We will now show that for any distributions $p(x)$ and $q(x)$, the tokens sampled via speculative sampling from $p(x)$ and $q(x)$

are distributed identically to those sampled from $p(x)$ alone.
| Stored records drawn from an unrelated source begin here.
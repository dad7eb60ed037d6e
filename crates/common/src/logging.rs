//! Logging utilities for sitewatch components.

use tracing_subscriber::{EnvFilter, fmt, prelude::*};

fn filter(default_level: &str) -> EnvFilter {
    EnvFilter::try_from_default_env().unwrap_or_else(|_| EnvFilter::new(default_level))
}

/// Initialize tracing with human-readable output.
///
/// `RUST_LOG` takes precedence over `default_level` when set.
pub fn init(default_level: &str) {
    tracing_subscriber::registry()
        .with(fmt::layer())
        .with(filter(default_level))
        .init();
}

/// Initialize tracing with JSON formatting (useful for structured logging).
pub fn init_json(default_level: &str) {
    tracing_subscriber::registry()
        .with(fmt::layer().json())
        .with(filter(default_level))
        .init();
}

/// Initialize tracing from a format name, falling back to plain output.
pub fn init_with_format(format: Option<&str>, default_level: &str) {
    match format {
        Some(f) if f.eq_ignore_ascii_case("json") => init_json(default_level),
        _ => init(default_level),
    }
}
Let $\beta$ be the acceptance probability (Definition).

Note that as

$$\begin{array}{rl}\tilde{p}(x)& =\text{norm}(\max \{0,p(x)-q(x)\})\\ & =\frac{p(x)-\min \{q(x),p(x)\}}{{\sum }_{x^{\prime }}p(x^{\prime })-\min \{q(x^{\prime }),p(x^{\prime })\}}\\ & =\frac{p(x)-\min \{q(x),p(x)\}}{1-\beta },\end{array}$$

the normalizing constant for the adjusted distribution $\tilde{p}(x)$ is $1-\beta$, where the last equation follows immediately from Lemma 3.3 and Theorem 3.5.

Now:

$$P(x=x^{\prime })=P(\text{guess accepted},x=x^{\prime })+P(\text{guess rejected},x=x^{\prime })$$

Where:

$$P(\text{guess accepted},x=x^{\prime })=q(x^{\prime })\min \left\{1,\frac{p(x^{\prime })}{q(x^{\prime })}\right\}=\min \{q(x^{\prime }),p(x^{\prime })\}$$

And:

$$P(\text{guess rejected},x=x^{\prime })=(1-\beta )\tilde{p}(x^{\prime })=p(x^{\prime })-\min \{q(x^{\prime }),p(x^{\prime })\}$$

Overall:

$$P(x=x^{\prime })=\min \{p(x^{\prime }),q(x^{\prime })\}+p(x^{\prime })-\min \{p(x^{\prime }),q(x^{\prime })\}=p(x^{\prime }).$$

As desired.

Definition

The acceptance rate ${\beta }_{x_{<t}}$ , given a prefix $x_{<t}$, is the probability of accepting $x_t\sim q(x_t|x_{<t})$ by speculative sampling.

Lemma

Define

$$D_{LK}(p,q)=\sum _x|p(x)-M(x)|=\sum _x|q(x)-M(x)|$$

where $M(x)=\frac{p(x)+q(x)}{2}$. Then

$$D_{LK}(p,q)=1-\sum _x\min \{p(x),q(x)\}$$

Proof.

$$D_{LK}(p,q)=\sum _x|p(x)-M(x)|=\sum _x\frac{|p-q|}{2}=1-\sum _x\frac{p+q-|p-q|}{2}=1-\sum _x\min \{p(x),q(x)\}$$